When 24-year old Ali came to Denmark two years ago as a refugee from Syria, he had no doubt that he wanted to continue studying. But he soon found out that the Danish education system was worlds apart from the one he knew in his home country.
Even though official social workers assured him that it was possible to start studying in Denmark, it was clear that the road ahead would be far from easy.
“This is my dream, but unfortunately I found a lot of challenges and difficulties. I felt stuck, like I couldn’t take the next step,” Ali explains.
But this changed when a friend told him about the network called Student Refugees, a volunteer group of university students who have joined forces to help young refugees access higher education.
They assist refugees in understanding the Danish system, overcoming language barriers and improving their eligibility. They give them advice about opportunities, supplementary courses and the application process. And, equally as important, they provide valuable peer support and motivation.
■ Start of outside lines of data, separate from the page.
//! meaning-core: semantic matching and symbolic reasoning engine.
//!
//! Turns extractor feature maps into a registry-ordered meaning vector, adds facts by
//! forward chaining and per-dimension logical rules, finds the closest vector in a stored
//! library and wraps the result in a fixed narrative filter chain.

mod config;
mod engine;
mod error;
mod files;
mod handlers;
mod registry;
mod security;
mod vector;
pub mod knowledge;
pub mod matcher;
pub mod narrative;
pub mod narrator;
pub mod reasoning;

// Errors
pub use error::{MeaningError, MeaningResult};

// Configuration
pub use config::{EngineConfig, NarratorKind, CONFIG_PATH_ENV, DEFAULT_CONFIG_PATH};

// Data model
pub use registry::{Dimension, DimensionDef, Registry, DEFAULT_LAYER};
pub use vector::{build as build_vector, BuiltVector, DroppedFeature, ExtractorOutput, FeatureVector};

// Knowledge
pub use knowledge::{
    ConceptGraph, KnowledgeSnapshot, LibraryEntry, MissionProfile, Rule, Rulebase, SnapshotHandle,
    VectorLibrary, WorldModel,
};

// Reasoning + logic
pub use reasoning::{
    apply_dimension_rules, Context, LogicalExpression, ReasoningOutcome, SymbolicReasoner,
    TraceEntry,
};

// Matching
pub use matcher::{find_best_match, rank, Metric, Ranking, ScoredMatch, SimilarityMatcher};

// Narrative
pub use narrative::{
    NarrativeHistory, NarrativePipeline, NarrativeRecord, NarrativeStage, NarrativeState,
    PipelineResult, PipelineSettings, PipelineStatus, RequestContext, StageOutcome,
};
pub use narrator::{MechanicalNarrator, NarrationRequest, Narrator};
#[cfg(feature = "openrouter")]
pub use narrator::OpenRouterNarrator;

// Security
pub use security::{KeywordRedactor, DEFAULT_REDACTION_MARKER};

// Handlers (capability registry)
pub use handlers::{Handler, HandlerRegistry, ProcessHandler};

// Engine
pub use engine::{
    load_features, load_snapshot, AnalysisReport, AnalysisRequest, AnalysisStatus, MatchResult,
    MeaningEngine, ReasonedVector,
};
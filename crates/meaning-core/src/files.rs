//! Definition-file decoding shared by every loader (dimensions, rulebase, world model,
//! library, mission profile). Format is chosen by extension: `.yaml`/`.yml` is YAML,
//! anything else is JSON.

use crate::error::{MeaningError, MeaningResult};
use serde::de::DeserializeOwned;
use std::fs;
use std::path::Path;

pub(crate) fn is_yaml(path: &Path) -> bool {
    path.extension()
        .and_then(|e| e.to_str())
        .map(|e| e.eq_ignore_ascii_case("yaml") || e.eq_ignore_ascii_case("yml"))
        .unwrap_or(false)
}

/// Read and decode a definition file. Errors name the offending path.
pub(crate) fn read_definition<T: DeserializeOwned>(path: &Path) -> MeaningResult<T> {
    let content = fs::read_to_string(path)
        .map_err(|e| MeaningError::Config(format!("{}: {}", path.display(), e)))?;
    decode(path, &content)
}

pub(crate) fn decode<T: DeserializeOwned>(path: &Path, content: &str) -> MeaningResult<T> {
    if is_yaml(path) {
        serde_yaml::from_str(content)
            .map_err(|e| MeaningError::Config(format!("{}: {}", path.display(), e)))
    } else {
        serde_json::from_str(content)
            .map_err(|e| MeaningError::Config(format!("{}: {}", path.display(), e)))
    }
}

#[cfg(test)]
mod tests {
    use super::*;

    #[test]
    fn yaml_detection_by_extension() {
        assert!(is_yaml(Path::new("dims/color.yaml")));
        assert!(is_yaml(Path::new("dims/color.YML")));
        assert!(!is_yaml(Path::new("dims/color.json")));
        assert!(!is_yaml(Path::new("dims/color")));
    }

    #[test]
    fn missing_file_is_config_error() {
        let err = read_definition::<serde_json::Value>(Path::new("/nonexistent/dims.json"))
            .unwrap_err();
        assert!(matches!(err, MeaningError::Config(msg) if msg.contains("/nonexistent/dims.json")));
    }
}
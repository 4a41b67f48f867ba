//! FeatureVector and the builder that merges extractor outputs into registry order.

use crate::registry::Registry;
use serde::{Deserialize, Serialize};
use std::collections::BTreeMap;
use std::ops::Index;
use tracing::warn;

/// Ordered values, one per registry dimension.
#[derive(Debug, Clone, PartialEq, Default, Serialize, Deserialize)]
#[serde(transparent)]
pub struct FeatureVector(Vec<f64>);

impl FeatureVector {
    pub fn zeros(len: usize) -> Self {
        Self(vec![0.0; len])
    }

    pub fn from_values(values: Vec<f64>) -> Self {
        Self(values)
    }

    pub fn len(&self) -> usize {
        self.0.len()
    }

    pub fn is_empty(&self) -> bool {
        self.0.is_empty()
    }

    pub fn values(&self) -> &[f64] {
        &self.0
    }

    pub fn get(&self, index: usize) -> Option<f64> {
        self.0.get(index).copied()
    }

    pub(crate) fn set(&mut self, index: usize, value: f64) {
        if let Some(slot) = self.0.get_mut(index) {
            *slot = value;
        }
    }

    /// Raise a slot to 1.0 only when it currently holds exactly 0.0. Returns true if it changed.
    ///
    /// Inferred facts add evidence; they never overwrite a numeric observation.
    pub(crate) fn assert_additive(&mut self, index: usize) -> bool {
        match self.0.get_mut(index) {
            Some(slot) if *slot == 0.0 => {
                *slot = 1.0;
                true
            }
            _ => false,
        }
    }

    /// Partial vector for one layer, in registry order.
    pub fn layer_slice(&self, registry: &Registry, layer: &str) -> Vec<f64> {
        registry
            .indices_for_layer(layer)
            .into_iter()
            .filter_map(|i| self.get(i))
            .collect()
    }

    pub fn into_inner(self) -> Vec<f64> {
        self.0
    }
}

impl Index<usize> for FeatureVector {
    type Output = f64;

    fn index(&self, index: usize) -> &f64 {
        &self.0[index]
    }
}

/// Raw output of one external feature extractor.
#[derive(Debug, Clone, Default, Serialize, Deserialize)]
pub struct ExtractorOutput {
    /// Engine name recorded as provenance.
    pub engine: String,
    pub features: BTreeMap<String, f64>,
}

impl ExtractorOutput {
    pub fn new(engine: &str) -> Self {
        Self {
            engine: engine.to_string(),
            features: BTreeMap::new(),
        }
    }

    pub fn with(mut self, id: &str, value: f64) -> Self {
        self.features.insert(id.to_string(), value);
        self
    }
}

/// A contribution the builder refused.
#[derive(Debug, Clone, PartialEq, Serialize)]
pub struct DroppedFeature {
    pub engine: String,
    pub dimension_id: String,
    pub reason: String,
}

/// Builder output: the vector plus where each value came from.
#[derive(Debug, Clone, PartialEq, Serialize)]
pub struct BuiltVector {
    pub vector: FeatureVector,
    /// dimension id -> engine that wrote the final value
    pub provenance: BTreeMap<String, String>,
    pub dropped: Vec<DroppedFeature>,
}

/// Merge extractor maps into one vector keyed by registry order.
///
/// Unknown ids and non-finite values are dropped with a warning; missing ids stay 0.0.
/// When two engines write the same id the later one in the list wins. A value for an id
/// that occupies several registry slots is written to all of them.
pub fn build(registry: &Registry, outputs: &[ExtractorOutput]) -> BuiltVector {
    let mut vector = FeatureVector::zeros(registry.len());
    let mut provenance = BTreeMap::new();
    let mut dropped = Vec::new();

    for output in outputs {
        for (id, &value) in &output.features {
            let slots = registry.indices_of(id);
            let reason = if slots.is_empty() {
                Some("unknown dimension id")
            } else if !value.is_finite() {
                Some("non-finite value")
            } else {
                None
            };
            if let Some(reason) = reason {
                warn!(
                    target: "meaning::builder",
                    engine = %output.engine,
                    dimension = %id,
                    reason,
                    "Dropping feature"
                );
                dropped.push(DroppedFeature {
                    engine: output.engine.clone(),
                    dimension_id: id.clone(),
                    reason: reason.to_string(),
                });
                continue;
            }
            for slot in slots {
                vector.set(slot, value);
            }
            provenance.insert(id.clone(), output.engine.clone());
        }
    }

    BuiltVector {
        vector,
        provenance,
        dropped,
    }
}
“We see refugees being guided into the low-skilled, low-paid job market, and I don’t think it’s the best way to integrate them, because then people who studied to be doctors and professors end up driving taxis and cleaning floors,” explains Alba Ortega, who founded the network.
With financial support, received through the Danish Student House and National Union of Students, Student Refugees was officially established in the fall of 2017. After only six months in action, they’ve been in contact with more than 70 young refugees, with backgrounds in economics, chemistry, law, engineering and more. The numbers keep growing as the network regularly hosts open “application-cafés”, where refugees can show up, get help and support, and subsequently be paired with mentors from Student Refugees.
“We wanted to give people a chance to actually continue doing what they’d started in their home countries,” says founder Alba Ortega, who has been invited to share the concept and experiences along with other volunteers at several integration conferences in Europe.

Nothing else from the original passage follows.